→ **TASK TO COMPLETE**: Look through the data below and extract, unchanged, the lines from the one that contains "old.encode_into(encoder);" to the one that contains "let kind = match", both included.

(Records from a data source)

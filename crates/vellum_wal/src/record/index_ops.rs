//! Compensating index operations.
//!
//! Page mutations capture how index trees change physically; these
//! records capture what changed logically, so an operation that rolls
//! back can compensate at the index level without caring which pages
//! the entry landed on. Keys travel as opaque bytes next to the id of
//! the serializer that produced them and the name of the key encryption
//! in force, if any. Absent values are encoded with an explicit
//! presence flag, never as a sentinel.

use vellum_codec::{Decode, Decoder, Encode, Encoder};

use crate::apply::IndexStorage;
use crate::error::{WalError, WalResult};
use crate::lsn::Lsn;
use crate::record::{
    KIND_INDEX_ENTRY_ADD, KIND_INDEX_ENTRY_REMOVE, KIND_INDEX_VALUE_PUT,
    KIND_INDEX_VALUE_REMOVE,
};
use crate::types::{OperationId, RecordReference};

/// One logged index change.
#[derive(Debug, Clone, PartialEq, Eq)]
pub struct IndexOp {
    /// Operation this change belongs to.
    pub operation_id: OperationId,
    /// Index the change applies to.
    pub index_id: u32,
    /// Id of the serializer the key bytes were produced with.
    pub key_serializer: u8,
    /// Name of the key encryption in force, if any.
    pub encryption: Option<String>,
    /// Key the change applies to. `None` is the null key.
    pub key: Option<Vec<u8>>,
    /// The change itself.
    pub kind: IndexOpKind,
}

/// The concrete index changes the log knows how to replay.
#[derive(Debug, Clone, PartialEq, Eq)]
pub enum IndexOpKind {
    /// Sets the single value under the key.
    ValuePut {
        /// Value found under the key before, if any.
        old: Option<RecordReference>,
        /// Value written.
        new: RecordReference,
    },
    /// Removes the single value under the key.
    ValueRemove {
        /// Value that was removed.
        old: RecordReference,
    },
    /// Adds one entry under a multi-value key.
    EntryAdd {
        /// Entry added.
        value: RecordReference,
    },
    /// Removes one entry from a multi-value key.
    EntryRemove {
        /// Entry removed.
        value: RecordReference,
    },
}

impl IndexOp {
    pub(crate) fn tag(&self) -> u16 {
        match self.kind {
            IndexOpKind::ValuePut { .. } => KIND_INDEX_VALUE_PUT,
            IndexOpKind::ValueRemove { .. } => KIND_INDEX_VALUE_REMOVE,
            IndexOpKind::EntryAdd { .. } => KIND_INDEX_ENTRY_ADD,
            IndexOpKind::EntryRemove { .. } => KIND_INDEX_ENTRY_REMOVE,
        }
    }

    pub(crate) fn encode_payload(&self, encoder: &mut Encoder) {
        encoder.write_u32(self.operation_id.as_u32());
        encoder.write_u32(self.index_id);
        encoder.write_u8(self.key_serializer);
        encoder.write_option_str(self.encryption.as_deref());
        encoder.write_option_bytes(self.key.as_deref());

        match &self.kind {
            IndexOpKind::ValuePut { old, new } => {
                match old {
                    Some(old) => {
                        encoder.write_u8(1);
                        old.encode_into(encoder);
                    }
                    None => encoder.write_u8(0),
                }
                new.encode_into(encoder);
            }
            IndexOpKind::ValueRemove { old } => old.encode_into(encoder),
            IndexOpKind::EntryAdd { value } | IndexOpKind::EntryRemove { value } => {
                value.encode_into(encoder);
            }
        }
    }

    pub(crate) fn decode_payload(
        tag: u16,
        lsn: Lsn,
        decoder: &mut Decoder<'_>,
    ) -> WalResult<Self> {
        let operation_id = OperationId::new(decoder.read_u32()?);
        let index_id = decoder.read_u32()?;
        let key_serializer = decoder.read_u8()?;
        let encryption = decoder.read_option_str()?;
        let key = decoder.read_option_bytes()?;

        let kind = match tag {
            KIND_INDEX_VALUE_PUT => {
                let old = if decoder.read_bool()? {
                    Some(RecordReference::decode_from(decoder)?)
                } else {
                    None
                };
                IndexOpKind::ValuePut {
                    old,
                    new: RecordReference::decode_from(decoder)?,
                }
            }
            KIND_INDEX_VALUE_REMOVE => IndexOpKind::ValueRemove {
                old: RecordReference::decode_from(decoder)?,
            },
            KIND_INDEX_ENTRY_ADD => IndexOpKind::EntryAdd {
                value: RecordReference::decode_from(decoder)?,
            },
            KIND_INDEX_ENTRY_REMOVE => IndexOpKind::EntryRemove {
                value: RecordReference::decode_from(decoder)?,
            },
            other => return Err(WalError::unknown_record_kind(other, lsn)),
        };

        Ok(Self {
            operation_id,
            index_id,
            key_serializer,
            encryption,
            key,
            kind,
        })
    }

    /// Re-applies the change.
    ///
    /// A put that finds its own result is treated as already applied
    /// and skipped; a removal that does not find the recorded entry is
    /// fatal.
    pub fn redo(&self, storage: &mut dyn IndexStorage, lsn: Lsn) -> WalResult<()> {
        let key = self.key.as_deref();
        match &self.kind {
            IndexOpKind::ValuePut { old, new } => {
                let prior = storage.put_value(self.index_id, key, *new)?;
                if prior != *old && prior != Some(*new) {
                    return Err(self.mismatch("put found unexpected prior value", lsn));
                }
                Ok(())
            }
            IndexOpKind::ValueRemove { old } => {
                match storage.remove_value(self.index_id, key)? {
                    Some(found) if found == *old => Ok(()),
                    Some(_) => Err(self.mismatch("removal found unexpected value", lsn)),
                    None => Err(self.mismatch("removal found no entry", lsn)),
                }
            }
            IndexOpKind::EntryAdd { value } => {
                storage.add_entry(self.index_id, key, *value)?;
                Ok(())
            }
            IndexOpKind::EntryRemove { value } => {
                if !storage.remove_entry(self.index_id, key, *value)? {
                    return Err(self.mismatch("removal found no entry", lsn));
                }
                Ok(())
            }
        }
    }

    /// Reverses the change.
    pub fn undo(&self, storage: &mut dyn IndexStorage, lsn: Lsn) -> WalResult<()> {
        let key = self.key.as_deref();
        match &self.kind {
            IndexOpKind::ValuePut { old, new } => match old {
                Some(old) => {
                    let prior = storage.put_value(self.index_id, key, *old)?;
                    if prior != Some(*new) && prior != Some(*old) {
                        return Err(self.mismatch("undo of put found unexpected value", lsn));
                    }
                    Ok(())
                }
                None => match storage.remove_value(self.index_id, key)? {
                    Some(found) if found == *new => Ok(()),
                    // Nothing there: the put was already undone.
                    None => Ok(()),
                    Some(_) => Err(self.mismatch("undo of put found unexpected value", lsn)),
                },
            },
            IndexOpKind::ValueRemove { old } => {
                let prior = storage.put_value(self.index_id, key, *old)?;
                if prior.is_some() && prior != Some(*old) {
                    return Err(self.mismatch("undo of removal found unexpected value", lsn));
                }
                Ok(())
            }
            IndexOpKind::EntryAdd { value } => {
                if !storage.remove_entry(self.index_id, key, *value)? {
                    return Err(self.mismatch("undo of add found no entry", lsn));
                }
                Ok(())
            }
            IndexOpKind::EntryRemove { value } => {
                storage.add_entry(self.index_id, key, *value)?;
                Ok(())
            }
        }
    }

    fn mismatch(&self, what: &str, lsn: Lsn) -> WalError {
        WalError::recovery_inconsistency(
            format!("index {}: {what}", self.index_id),
            lsn,
        )
    }
}
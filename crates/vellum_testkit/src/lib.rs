//! # Vellum Testkit
//!
//! Test utilities for the VellumDB durability core.
//!
//! This crate provides:
//! - Log fixtures in temporary directories with automatic cleanup
//! - Crash simulation: failing storage backends and segment file surgery
//! - Property-based generators for log records using proptest
//! - End-to-end recovery harnesses shared by the integration tests
//!
//! ## Usage
//!
//! ```rust
//! use vellum_testkit::prelude::*;
//! use vellum_wal::RecordBody;
//!
//! let log = TestLog::open();
//! let lsn = log.log(RecordBody::Empty).unwrap();
//! log.flush().unwrap();
//! assert!(log.flushed_lsn() > lsn);
//! ```

#![deny(unsafe_code)]
#![warn(missing_docs)]

pub mod crash;
pub mod fixtures;
pub mod generators;
pub mod integration;

/// Common imports for test code.
pub mod prelude {
    pub use crate::crash::*;
    pub use crate::fixtures::*;
    pub use crate::generators::*;
    pub use crate::integration::*;
}

pub use crash::*;
pub use fixtures::*;
pub use generators::*;
pub use integration::*;
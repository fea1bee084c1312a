//! Fixed-width little-endian decoder.

use crate::error::{CodecError, CodecResult};

/// Maximum accepted length prefix for byte strings.
///
/// Log records are bounded by page packing far below this; the guard
/// only exists so corrupt input cannot trigger huge allocations.
pub const MAX_BYTES_LENGTH: u32 = 64 * 1024 * 1024;

/// A cursor-based binary decoder over a borrowed byte slice.
///
/// The exact inverse of [`crate::Encoder`]: little-endian integers,
/// one-byte presence flags, 4-byte length prefixes.
pub struct Decoder<'a> {
    data: &'a [u8],
    pos: usize,
}

impl<'a> Decoder<'a> {
    /// Create a new decoder over the given bytes.
    pub fn new(data: &'a [u8]) -> Self {
        Self { data, pos: 0 }
    }

    /// Bytes left to read.
    pub fn remaining(&self) -> usize {
        self.data.len() - self.pos
    }

    /// Whether all bytes have been consumed.
    pub fn is_empty(&self) -> bool {
        self.pos >= self.data.len()
    }

    /// Current read position.
    pub fn position(&self) -> usize {
        self.pos
    }

    /// Assert that the input was fully consumed.
    ///
    /// # Errors
    ///
    /// Returns [`CodecError::TrailingBytes`] if bytes remain; decoding
    /// a fixed-layout value that leaves residue means the input was
    /// built by a different layout and must be rejected.
    pub fn finish(&self) -> CodecResult<()> {
        if self.is_empty() {
            Ok(())
        } else {
            Err(CodecError::trailing_bytes(self.remaining()))
        }
    }

    fn take(&mut self, len: usize) -> CodecResult<&'a [u8]> {
        if self.remaining() < len {
            return Err(CodecError::unexpected_eof(len, self.remaining()));
        }
        let slice = &self.data[self.pos..self.pos + len];
        self.pos += len;
        Ok(slice)
    }

    /// Read a single byte.
    pub fn read_u8(&mut self) -> CodecResult<u8> {
        Ok(self.take(1)?[0])
    }

    /// Read a `u16`.
    pub fn read_u16(&mut self) -> CodecResult<u16> {
        let bytes: [u8; 2] = self.take(2)?.try_into().map_err(|_| {
            CodecError::unexpected_eof(2, 0)
        })?;
        Ok(u16::from_le_bytes(bytes))
    }

    /// Read a `u32`.
    pub fn read_u32(&mut self) -> CodecResult<u32> {
        let bytes: [u8; 4] = self.take(4)?.try_into().map_err(|_| {
            CodecError::unexpected_eof(4, 0)
        })?;
        Ok(u32::from_le_bytes(bytes))
    }

    /// Read a `u64`.
    pub fn read_u64(&mut self) -> CodecResult<u64> {
        let bytes: [u8; 8] = self.take(8)?.try_into().map_err(|_| {
            CodecError::unexpected_eof(8, 0)
        })?;
        Ok(u64::from_le_bytes(bytes))
    }

    /// Read an `i64`.
    pub fn read_i64(&mut self) -> CodecResult<i64> {
        let bytes: [u8; 8] = self.take(8)?.try_into().map_err(|_| {
            CodecError::unexpected_eof(8, 0)
        })?;
        Ok(i64::from_le_bytes(bytes))
    }

    /// Read a 0/1 byte as a bool.
    ///
    /// # Errors
    ///
    /// Any other value is [`CodecError::InvalidFlag`]: flags are never
    /// inferred from arbitrary truthiness.
    pub fn read_bool(&mut self) -> CodecResult<bool> {
        match self.read_u8()? {
            0 => Ok(false),
            1 => Ok(true),
            value => Err(CodecError::InvalidFlag { value }),
        }
    }

    /// Read `len` raw bytes with no length prefix.
    pub fn read_raw(&mut self, len: usize) -> CodecResult<&'a [u8]> {
        self.take(len)
    }

    /// Read a length-prefixed byte string.
    pub fn read_bytes(&mut self) -> CodecResult<Vec<u8>> {
        let len = self.read_u32()?;
        if len > MAX_BYTES_LENGTH {
            return Err(CodecError::LengthOverflow {
                length: u64::from(len),
                max: u64::from(MAX_BYTES_LENGTH),
            });
        }
        Ok(self.take(len as usize)?.to_vec())
    }

    /// Read a length-prefixed UTF-8 string.
    pub fn read_str(&mut self) -> CodecResult<String> {
        let bytes = self.read_bytes()?;
        String::from_utf8(bytes).map_err(|_| CodecError::InvalidUtf8)
    }

    /// Read an optional `u64` written by [`crate::Encoder::write_option_u64`].
    pub fn read_option_u64(&mut self) -> CodecResult<Option<u64>> {
        if self.read_bool()? {
            Ok(Some(self.read_u64()?))
        } else {
            Ok(None)
        }
    }

    /// Read an optional byte string.
    pub fn read_option_bytes(&mut self) -> CodecResult<Option<Vec<u8>>> {
        if self.read_bool()? {
            Ok(Some(self.read_bytes()?))
        } else {
            Ok(None)
        }
    }

    /// Read an optional UTF-8 string.
    pub fn read_option_str(&mut self) -> CodecResult<Option<String>> {
        if self.read_bool()? {
            Ok(Some(self.read_str()?))
        } else {
            Ok(None)
        }
    }
}
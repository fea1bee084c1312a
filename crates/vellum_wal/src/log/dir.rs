//! Log directory handling and the cross-process lock.

use std::fs::{self, File, OpenOptions};
use std::path::{Path, PathBuf};

use fs2::FileExt;

use crate::error::{WalError, WalResult};

const LOCK_FILE: &str = "vlog.lock";

/// An open log directory, held exclusively for the lifetime of this
/// value. A second open of the same directory fails with
/// [`WalError::DirectoryLocked`].
#[derive(Debug)]
pub(crate) struct LogDir {
    path: PathBuf,
    _lock_file: File,
}

impl LogDir {
    /// Opens (creating if missing) the directory and takes the lock.
    pub fn open(path: &Path) -> WalResult<Self> {
        if !path.exists() {
            fs::create_dir_all(path)?;
        }
        if !path.is_dir() {
            return Err(WalError::invalid_config(format!(
                "log path is not a directory: {}",
                path.display()
            )));
        }

        let lock_path = path.join(LOCK_FILE);
        let lock_file = OpenOptions::new()
            .read(true)
            .write(true)
            .create(true)
            .truncate(false)
            .open(&lock_path)?;

        // Non-blocking; a held lock means another writer owns the log.
        if lock_file.try_lock_exclusive().is_err() {
            return Err(WalError::DirectoryLocked {
                path: path.display().to_string(),
            });
        }

        Ok(Self {
            path: path.to_path_buf(),
            _lock_file: lock_file,
        })
    }

    #[must_use]
    pub fn path(&self) -> &Path {
        &self.path
    }
}

// The lock is released when the file handle closes.
//! # Vellum WAL
//!
//! Write-ahead log for the VellumDB durability core.
//!
//! Every page and index mutation is logged before it reaches storage.
//! Producers append concurrently to a lock-free record buffer; a
//! background writer packs records into checksummed pages and appends
//! them to segment files; after a crash, [`restore`] replays the log
//! to bring storage back to the last committed state.
//!
//! ## On-disk format
//!
//! Segments are sequences of fixed-size pages (4096 bytes by default):
//!
//! ```text
//! offset  size  field
//!      0     8  magic
//!      8     8  xxh64 checksum of the record area
//!     16     4  last operation id
//!     20     2  used bytes
//!     22   ...  length-prefixed record entries
//! ```
//!
//! Record content spans page boundaries, only whole pages are ever
//! written, and a page that fails its checksum marks the torn tail of
//! the log. With encryption configured, everything past the magic is
//! AES-128-CTR encrypted under a per-page nonce.
//!
//! ## Example
//!
//! ```rust
//! use vellum_wal::{FileId, LogManager, Lsn, PageOp, PageOpKind, RecordBody, WalConfig};
//!
//! # fn main() -> vellum_wal::WalResult<()> {
//! let dir = tempfile::tempdir()?;
//! let log = LogManager::open(dir.path(), WalConfig::new())?;
//!
//! let operation = log.begin_operation()?;
//! log.log(RecordBody::Page(PageOp {
//!     operation_id: operation,
//!     file: FileId::new(1),
//!     page_index: 0,
//!     prev_page_lsn: Lsn::ZERO,
//!     kind: PageOpKind::SizeCounterChange {
//!         counter_offset: 16,
//!         delta: 1,
//!     },
//! }))?;
//! let commit = log.end_operation(operation, false)?;
//! log.wait_durable(commit)?;
//! log.close()?;
//! # Ok(())
//! # }
//! ```

#![deny(unsafe_code)]
#![warn(missing_docs)]

mod apply;
mod buffer;
mod config;
mod error;
pub mod log;
mod lsn;
pub mod page;
mod record;
mod recovery;
mod stats;
mod types;

pub use apply::{
    IndexStorage, MemoryIndexStorage, MemoryPageStore, PageHandle, PageStore, PAGE_PAYLOAD_OFFSET,
};
pub use buffer::{Cursor, RecordBuffer};
pub use config::{AesKey, EncryptionConfig, WalConfig};
pub use error::{WalError, WalResult};
pub use log::{LogManager, LogScan};
pub use lsn::Lsn;
pub use record::{IndexOp, IndexOpKind, PageOp, PageOpKind, RecordBody, FREE_SLOT};
pub use recovery::{restore, RecoveryReport};
pub use stats::{WalStats, WalStatsSnapshot};
pub use types::{FileId, OperationId, RecordReference};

→ **RESPONSE**:
                        old.encode_into(encoder);
                    }
                    None => encoder.write_u8(0),
                }
                new.encode_into(encoder);
            }
            IndexOpKind::ValueRemove { old } => old.encode_into(encoder),
            IndexOpKind::EntryAdd { value } | IndexOpKind::EntryRemove { value } => {
                value.encode_into(encoder);
            }
        }
    }

    pub(crate) fn decode_payload(
        tag: u16,
        lsn: Lsn,
        decoder: &mut Decoder<'_>,
    ) -> WalResult<Self> {
        let operation_id = OperationId::new(decoder.read_u32()?);
        let index_id = decoder.read_u32()?;
        let key_serializer = decoder.read_u8()?;
        let encryption = decoder.read_option_str()?;
        let key = decoder.read_option_bytes()?;

        let kind = match tag {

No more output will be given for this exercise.